Defining a Core Data Set for Registry of Esophageal Atresia in the Northwest of Iran.

UNLABELLED

Defining the core data set is the main step for establishing a registry system. The aim of this study was to define the core data set for the registry of esophageal atresia in the northwest of Iran.

METHODS

First, the preliminary list of data elements was extracted from the related registries of other countries, as well as from the literature. Then, a group of multidisciplinary experts was asked to score the tabulated list of data elements in terms of their importance using a 5-point Likert scale through a dual-round Delphi technique. Availability of data was assessed through a medical record review of 410 patients with esophageal atresia who had been hospitalized between March 2006 and March 2016 in Tabriz Children's Hospital.

RESULTS

The main classes of data were defined, including maternal information, patient demographics, clinical information, complications, and follow-up data.
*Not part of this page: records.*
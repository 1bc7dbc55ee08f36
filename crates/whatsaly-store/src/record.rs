use time::format_description::well_known::Rfc3339;
use time::OffsetDateTime;
use whatsaly_protocol::{SessionId, SessionStatus};

#[derive(Debug, Clone, PartialEq, Eq)]
pub struct SessionRecord {
    pub identity: SessionId,
    pub status: SessionStatus,
    pub name: Option<String>,
    pub profile_url: Option<String>,
    pub is_business_account: bool,
    /// RFC 3339 creation time; `None` for stores that do not track it.
    pub created_at: Option<String>,
}

impl SessionRecord {
    pub fn new(identity: SessionId, status: SessionStatus) -> Self {
        Self {
            identity,
            status,
            name: None,
            profile_url: None,
            is_business_account: false,
            created_at: None,
        }
    }
}

/// Every relational table holding data scoped to one session.
#[derive(Debug, Clone, Copy, PartialEq, Eq, Hash)]
pub enum SessionTable {
    Sessions,
    Settings,
    Contacts,
    Groups,
    AuthData,
}

impl SessionTable {
    /// Deletion order used by teardown: auxiliary data first, the session
    /// record last.
    pub const TEARDOWN_ORDER: [SessionTable; 5] = [
        SessionTable::Settings,
        SessionTable::Contacts,
        SessionTable::Groups,
        SessionTable::AuthData,
        SessionTable::Sessions,
    ];

    pub fn table_name(self) -> &'static str {
        match self {
            Self::Sessions => "sessions",
            Self::Settings => "session_configurations",
            Self::Contacts => "session_contacts",
            Self::Groups => "session_groups",
            Self::AuthData => "auth_data",
        }
    }
}

/// Prefix of auth material keys owned by `identity`.
pub fn auth_key_prefix(identity: &SessionId) -> String {
    format!("session:{}:", identity.as_str())
}

pub(crate) fn now_rfc3339() -> String {
    OffsetDateTime::now_utc()
        .format(&Rfc3339)
        .unwrap_or_else(|_| "1970-01-01T00:00:00Z".to_owned())
}
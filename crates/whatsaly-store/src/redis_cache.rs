use async_trait::async_trait;

use crate::cache::SessionCache;
use crate::error::{CacheError, CacheResult};

const SCAN_BATCH: usize = 200;

pub struct RedisCache {
    client: redis::Client,
}

impl RedisCache {
    /// Parses the URL; the connection itself is established per purge.
    pub fn open(url: &str) -> CacheResult<Self> {
        let client = redis::Client::open(url)
            .map_err(|error| CacheError::Unavailable(format!("invalid redis url: {error}")))?;
        Ok(Self { client })
    }
}

#[async_trait]
impl SessionCache for RedisCache {
    async fn delete_matching(&self, pattern: &str) -> CacheResult<usize> {
        let mut conn = self
            .client
            .get_multiplexed_async_connection()
            .await
            .map_err(|error| CacheError::Unavailable(error.to_string()))?;

        let mut keys: Vec<String> = Vec::new();
        let mut cursor: u64 = 0;
        loop {
            let (next, batch): (u64, Vec<String>) = redis::cmd("SCAN")
                .arg(cursor)
                .arg("MATCH")
                .arg(pattern)
                .arg("COUNT")
                .arg(SCAN_BATCH)
                .query_async(&mut conn)
                .await
                .map_err(|error| CacheError::Command(format!("SCAN {pattern}: {error}")))?;
            keys.extend(batch);
            if next == 0 {
                break;
            }
            cursor = next;
        }

        if keys.is_empty() {
            return Ok(0);
        }
        keys.sort();
        keys.dedup();

        let mut deleted = 0;
        for chunk in keys.chunks(SCAN_BATCH) {
            let removed: usize = redis::cmd("DEL")
                .arg(chunk)
                .query_async(&mut conn)
                .await
                .map_err(|error| CacheError::Command(format!("DEL {pattern}: {error}")))?;
            deleted += removed;
        }
        tracing::debug!(pattern, deleted, "purged session cache keys");
        Ok(deleted)
    }
}
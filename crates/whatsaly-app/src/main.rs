use anyhow::{Context, Result};
use std::path::{Path, PathBuf};
use std::sync::Arc;
use whatsaly_config::{StateBackend, WhatsalyConfig};
use whatsaly_store::{
    FileSessionStore, InMemoryCache, RedisCache, SessionCache, SessionStore, SqliteSessionStore,
};
use whatsaly_supervisor::{
    RestartPolicy, SessionManager, SupervisorSettings, TerminationPolicy, WorkerCommand,
};

#[tokio::main]
async fn main() -> Result<()> {
    let cli = parse_cli_flags(std::env::args().skip(1))?;
    if cli.help {
        print_cli_help();
        return Ok(());
    }
    let config = match cli.config_path.as_deref() {
        Some(path) => whatsaly_config::load_from_path(path)?,
        None => whatsaly_config::load_from_env()?,
    };
    init_logging(&config)?;

    let store = build_store(&config)?;
    let cache = build_cache(&config)?;
    let manager = SessionManager::new(store, cache, supervisor_settings(&config));

    let report = manager.reconcile().await?;
    tracing::info!(
        started = report.started.len(),
        already_running = report.already_running.len(),
        inert = report.inert.len(),
        failed = report.failed.len(),
        "restored persisted sessions"
    );
    for (identity, reason) in &report.failed {
        tracing::warn!(identity = %identity, reason = %reason, "session could not be restored");
    }

    tokio::signal::ctrl_c()
        .await
        .context("failed to listen for shutdown signal")?;
    tracing::info!("shutdown requested");

    if let Err(error) = manager.save_state().await {
        tracing::warn!(error = %error, "failed to save session state during shutdown");
    }
    manager.shutdown().await;
    tracing::info!("all workers stopped");
    Ok(())
}

fn init_logging(config: &WhatsalyConfig) -> Result<()> {
    let filter = tracing_subscriber::EnvFilter::try_from_default_env()
        .unwrap_or_else(|_| config.log_filter.as_str().into());

    let Some(log_file) = config.log_file.as_deref() else {
        tracing_subscriber::fmt()
            .with_env_filter(filter)
            .with_writer(std::io::stderr)
            .init();
        return Ok(());
    };

    let log_path = Path::new(log_file);
    if let Some(parent) = log_path.parent() {
        if !parent.as_os_str().is_empty() {
            std::fs::create_dir_all(parent).with_context(|| {
                format!("failed to create log directory '{}'", parent.display())
            })?;
        }
    }
    let file = std::fs::OpenOptions::new()
        .create(true)
        .append(true)
        .open(log_path)
        .with_context(|| format!("failed to open log file '{}'", log_path.display()))?;

    tracing_subscriber::fmt()
        .with_env_filter(filter)
        .with_ansi(false)
        .with_writer(std::sync::Mutex::new(file))
        .init();
    Ok(())
}

fn build_store(config: &WhatsalyConfig) -> Result<Arc<dyn SessionStore>> {
    match config.state_backend {
        StateBackend::Sqlite => {
            let store = SqliteSessionStore::open(&config.database_path).with_context(|| {
                format!("failed to open session database '{}'", config.database_path)
            })?;
            Ok(Arc::new(store))
        }
        StateBackend::File => Ok(Arc::new(FileSessionStore::new(&config.sessions_file))),
    }
}

fn build_cache(config: &WhatsalyConfig) -> Result<Arc<dyn SessionCache>> {
    match config.cache_url.as_deref() {
        Some(url) => {
            let cache = RedisCache::open(url)
                .with_context(|| format!("failed to configure cache at '{url}'"))?;
            Ok(Arc::new(cache))
        }
        None => {
            tracing::info!("no cache_url configured; using in-process cache");
            Ok(Arc::new(InMemoryCache::new()))
        }
    }
}

fn supervisor_settings(config: &WhatsalyConfig) -> SupervisorSettings {
    let launch = config.worker_launch();
    let restart = config.restart_runtime();

    let mut command = WorkerCommand::new(launch.program).with_args(launch.args);
    for (key, value) in launch.env {
        command = command.with_env(key, value);
    }
    if let Some(dir) = launch.working_dir {
        command = command.with_working_dir(dir);
    }

    let mut settings = SupervisorSettings::new(command)
        .with_termination(TerminationPolicy {
            grace: launch.stop_grace,
            kill_wait: launch.kill_wait,
        })
        .with_restart(RestartPolicy {
            max_attempts: restart.max_attempts,
            backoff: restart.backoff,
            backoff_max: restart.backoff_max,
        });
    settings.input_buffer = launch.input_buffer;
    settings
}

#[derive(Debug, Default, PartialEq, Eq)]
struct CliFlags {
    config_path: Option<PathBuf>,
    help: bool,
}

fn parse_cli_flags<I>(args: I) -> Result<CliFlags>
where
    I: IntoIterator<Item = String>,
{
    let mut flags = CliFlags::default();
    let mut args = args.into_iter();

    while let Some(arg) = args.next() {
        match arg.as_str() {
            "--config" | "-c" => {
                let value = args.next().with_context(|| {
                    format!("Missing value after {arg}. Use {arg} <path>.")
                })?;
                if value.trim().is_empty() {
                    anyhow::bail!("Flag '{arg}' requires a non-empty value.");
                }
                flags.config_path = Some(PathBuf::from(value.trim()));
            }
            "--help" | "-h" => flags.help = true,
            value if value.starts_with('-') => {
                anyhow::bail!("Unknown flag '{value}'. Run with --help for valid flags.");
            }
            unknown => {
                anyhow::bail!("Unexpected argument '{unknown}'. Run with --help for valid flags.");
            }
        }
    }

    Ok(flags)
}

fn print_cli_help() {
    println!("Usage: whatsaly [--config <path>]");
    println!();
    println!("  --config <path>   Read configuration from <path> instead of $WHATSALY_CONFIG");
    println!("  --help            Show this help message");
}
use std::path::Path;
use std::sync::{Mutex, MutexGuard};
use std::time::Duration;

use rusqlite::{params, Connection, OptionalExtension, Row};
use whatsaly_protocol::{SessionId, SessionStatus};

use crate::error::{StoreError, StoreResult};
use crate::record::{auth_key_prefix, now_rfc3339, SessionRecord, SessionTable};
use crate::store::SessionStore;

const BUSY_TIMEOUT: Duration = Duration::from_millis(5000);

pub struct SqliteSessionStore {
    conn: Mutex<Connection>,
}

impl SqliteSessionStore {
    pub fn open(path: impl AsRef<Path>) -> StoreResult<Self> {
        let conn = Connection::open(path).map_err(persistence)?;
        conn.busy_timeout(BUSY_TIMEOUT).map_err(persistence)?;
        let _mode: String = conn
            .query_row("PRAGMA journal_mode=WAL", [], |row| row.get(0))
            .map_err(persistence)?;
        let store = Self {
            conn: Mutex::new(conn),
        };
        store.init_schema()?;
        Ok(store)
    }

    pub fn in_memory() -> StoreResult<Self> {
        let conn = Connection::open_in_memory().map_err(persistence)?;
        let store = Self {
            conn: Mutex::new(conn),
        };
        store.init_schema()?;
        Ok(store)
    }

    fn init_schema(&self) -> StoreResult<()> {
        self.conn()?
            .execute_batch(
                "
                CREATE TABLE IF NOT EXISTS sessions (
                    id TEXT PRIMARY KEY,
                    status TEXT NOT NULL,
                    name TEXT NULL,
                    profile_url TEXT NULL,
                    is_business_account INTEGER NOT NULL DEFAULT 0,
                    created_at TEXT NOT NULL
                );
                CREATE TABLE IF NOT EXISTS session_configurations (
                    session_id TEXT NOT NULL,
                    config_key TEXT NOT NULL,
                    config_value TEXT NOT NULL,
                    created_at TEXT NOT NULL,
                    PRIMARY KEY (session_id, config_key)
                );
                CREATE TABLE IF NOT EXISTS session_contacts (
                    id INTEGER PRIMARY KEY AUTOINCREMENT,
                    session_id TEXT NOT NULL,
                    contact_info TEXT NOT NULL,
                    added_at TEXT NOT NULL
                );
                CREATE INDEX IF NOT EXISTS idx_session_contacts_session
                    ON session_contacts(session_id);
                CREATE TABLE IF NOT EXISTS session_groups (
                    group_id TEXT NOT NULL,
                    session_id TEXT NOT NULL,
                    group_info TEXT NOT NULL,
                    updated_at TEXT NOT NULL,
                    PRIMARY KEY (group_id, session_id)
                );
                CREATE TABLE IF NOT EXISTS auth_data (
                    key TEXT PRIMARY KEY,
                    value TEXT NOT NULL
                );
                ",
            )
            .map_err(persistence)
    }

    fn conn(&self) -> StoreResult<MutexGuard<'_, Connection>> {
        self.conn
            .lock()
            .map_err(|_| StoreError::Persistence("sqlite connection lock poisoned".to_owned()))
    }

    pub fn upsert_profile(
        &self,
        identity: &SessionId,
        name: Option<&str>,
        profile_url: Option<&str>,
        is_business_account: bool,
    ) -> StoreResult<()> {
        self.conn()?
            .execute(
                "
                UPDATE sessions
                SET name = ?2, profile_url = ?3, is_business_account = ?4
                WHERE id = ?1
                ",
                params![identity.as_str(), name, profile_url, is_business_account],
            )
            .map_err(persistence)?;
        Ok(())
    }

    pub fn upsert_setting(&self, identity: &SessionId, key: &str, value: &str) -> StoreResult<()> {
        self.conn()?
            .execute(
                "
                INSERT INTO session_configurations (session_id, config_key, config_value, created_at)
                VALUES (?1, ?2, ?3, ?4)
                ON CONFLICT(session_id, config_key) DO UPDATE SET config_value = excluded.config_value
                ",
                params![identity.as_str(), key, value, now_rfc3339()],
            )
            .map_err(persistence)?;
        Ok(())
    }

    pub fn read_setting(&self, identity: &SessionId, key: &str) -> StoreResult<Option<String>> {
        self.conn()?
            .query_row(
                "SELECT config_value FROM session_configurations WHERE session_id = ?1 AND config_key = ?2",
                params![identity.as_str(), key],
                |row| row.get(0),
            )
            .optional()
            .map_err(persistence)
    }

    pub fn insert_contact(&self, identity: &SessionId, contact_info: &str) -> StoreResult<()> {
        self.conn()?
            .execute(
                "INSERT INTO session_contacts (session_id, contact_info, added_at) VALUES (?1, ?2, ?3)",
                params![identity.as_str(), contact_info, now_rfc3339()],
            )
            .map_err(persistence)?;
        Ok(())
    }

    pub fn upsert_group(
        &self,
        identity: &SessionId,
        group_id: &str,
        group_info: &str,
    ) -> StoreResult<()> {
        self.conn()?
            .execute(
                "
                INSERT INTO session_groups (group_id, session_id, group_info, updated_at)
                VALUES (?1, ?2, ?3, ?4)
                ON CONFLICT(group_id, session_id) DO UPDATE SET
                    group_info = excluded.group_info,
                    updated_at = excluded.updated_at
                ",
                params![group_id, identity.as_str(), group_info, now_rfc3339()],
            )
            .map_err(persistence)?;
        Ok(())
    }

    /// Stores one auth key. Keys owned by a session start with
    /// `session:<identity>:`.
    pub fn put_auth(&self, key: &str, value: &str) -> StoreResult<()> {
        self.conn()?
            .execute(
                "
                INSERT INTO auth_data (key, value) VALUES (?1, ?2)
                ON CONFLICT(key) DO UPDATE SET value = excluded.value
                ",
                params![key, value],
            )
            .map_err(persistence)?;
        Ok(())
    }

    pub fn count_rows(&self, table: SessionTable, identity: &SessionId) -> StoreResult<usize> {
        let conn = self.conn()?;
        let count: i64 = match table {
            SessionTable::AuthData => conn.query_row(
                "SELECT COUNT(*) FROM auth_data WHERE key LIKE ?1 ESCAPE '\\'",
                params![auth_like_pattern(identity)],
                |row| row.get(0),
            ),
            other => conn.query_row(
                format!(
                    "SELECT COUNT(*) FROM {} WHERE {} = ?1",
                    other.table_name(),
                    identity_column(other)
                )
                .as_str(),
                params![identity.as_str()],
                |row| row.get(0),
            ),
        }
        .map_err(persistence)?;
        Ok(usize::try_from(count).unwrap_or_default())
    }

    fn map_record(row: &Row<'_>) -> rusqlite::Result<SessionRecord> {
        let identity: String = row.get(0)?;
        let status: String = row.get(1)?;
        Ok(SessionRecord {
            identity: SessionId::new(identity),
            status: SessionStatus::parse(status.as_str()),
            name: row.get(2)?,
            profile_url: row.get(3)?,
            is_business_account: row.get(4)?,
            created_at: row.get(5)?,
        })
    }
}

impl SessionStore for SqliteSessionStore {
    fn load_records(&self) -> StoreResult<Vec<SessionRecord>> {
        let conn = self.conn()?;
        let mut stmt = conn
            .prepare(
                "
                SELECT id, status, name, profile_url, is_business_account, created_at
                FROM sessions
                ORDER BY created_at DESC, id ASC
                ",
            )
            .map_err(persistence)?;
        let rows = stmt
            .query_map([], Self::map_record)
            .map_err(persistence)?;
        rows.collect::<Result<Vec<_>, _>>().map_err(persistence)
    }

    fn load_record(&self, identity: &SessionId) -> StoreResult<Option<SessionRecord>> {
        self.conn()?
            .query_row(
                "
                SELECT id, status, name, profile_url, is_business_account, created_at
                FROM sessions
                WHERE id = ?1
                ",
                params![identity.as_str()],
                Self::map_record,
            )
            .optional()
            .map_err(persistence)
    }

    fn save_status(&self, identity: &SessionId, status: &SessionStatus) -> StoreResult<()> {
        self.conn()?
            .execute(
                "
                INSERT INTO sessions (id, status, created_at) VALUES (?1, ?2, ?3)
                ON CONFLICT(id) DO UPDATE SET status = excluded.status
                ",
                params![identity.as_str(), status.as_str(), now_rfc3339()],
            )
            .map_err(persistence)?;
        Ok(())
    }

    fn save_snapshot(&self, entries: &[(SessionId, SessionStatus)]) -> StoreResult<()> {
        let mut conn = self.conn()?;
        let tx = conn.transaction().map_err(persistence)?;
        {
            let mut stmt = tx
                .prepare(
                    "
                    INSERT INTO sessions (id, status, created_at) VALUES (?1, ?2, ?3)
                    ON CONFLICT(id) DO UPDATE SET status = excluded.status
                    ",
                )
                .map_err(persistence)?;
            let created_at = now_rfc3339();
            for (identity, status) in entries {
                stmt.execute(params![identity.as_str(), status.as_str(), created_at])
                    .map_err(persistence)?;
            }
        }
        tx.commit().map_err(persistence)
    }

    fn delete_rows(&self, table: SessionTable, identity: &SessionId) -> StoreResult<usize> {
        let conn = self.conn()?;
        match table {
            SessionTable::AuthData => conn.execute(
                "DELETE FROM auth_data WHERE key LIKE ?1 ESCAPE '\\'",
                params![auth_like_pattern(identity)],
            ),
            other => conn.execute(
                format!(
                    "DELETE FROM {} WHERE {} = ?1",
                    other.table_name(),
                    identity_column(other)
                )
                .as_str(),
                params![identity.as_str()],
            ),
        }
        .map_err(persistence)
    }
}

fn identity_column(table: SessionTable) -> &'static str {
    match table {
        SessionTable::Sessions => "id",
        SessionTable::AuthData => "key",
        SessionTable::Settings | SessionTable::Contacts | SessionTable::Groups => "session_id",
    }
}

fn auth_like_pattern(identity: &SessionId) -> String {
    let mut pattern = String::new();
    for ch in auth_key_prefix(identity).chars() {
        if matches!(ch, '%' | '_' | '\\') {
            pattern.push('\\');
        }
        pattern.push(ch);
    }
    pattern.push('%');
    pattern
}

fn persistence(err: rusqlite::Error) -> StoreError {
    StoreError::Persistence(err.to_string())
}
use thiserror::Error;

#[derive(Debug, Error, Clone, PartialEq, Eq)]
pub enum SessionError {
    #[error("session already running: {0}")]
    AlreadyRunning(String),
    #[error("session not found: {0}")]
    NotFound(String),
    #[error("session already connected: {0}")]
    AlreadyConnected(String),
    #[error("session teardown incomplete for {identity}: {}", .failures.join("; "))]
    TeardownPartialFailure {
        identity: String,
        failures: Vec<String>,
    },
    #[error("session cache error: {0}")]
    Cache(String),
    #[error("session persistence error: {0}")]
    Persistence(String),
    #[error("session process error: {0}")]
    Process(String),
    #[error("session configuration error: {0}")]
    Configuration(String),
}

pub type SessionResult<T> = Result<T, SessionError>;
Thirty-two of 51 data elements (the core data elements) had 100% availability. Demographic data were completely available for 60% of the data elements. For clinical data, the availability rate was above 75%, while for complications and follow-up, it was 100% (except for the weight and height). In the category of maternal data, no data was available on the genetic screening and amniocentesis.

CONCLUSION

This study presents the core data set required for establishing an esophageal atresia registry in the northwest of Iran. A considerable number of identified cases and high availability of patient data indicated the feasibility of establishing the first esophageal atresia registry in the area.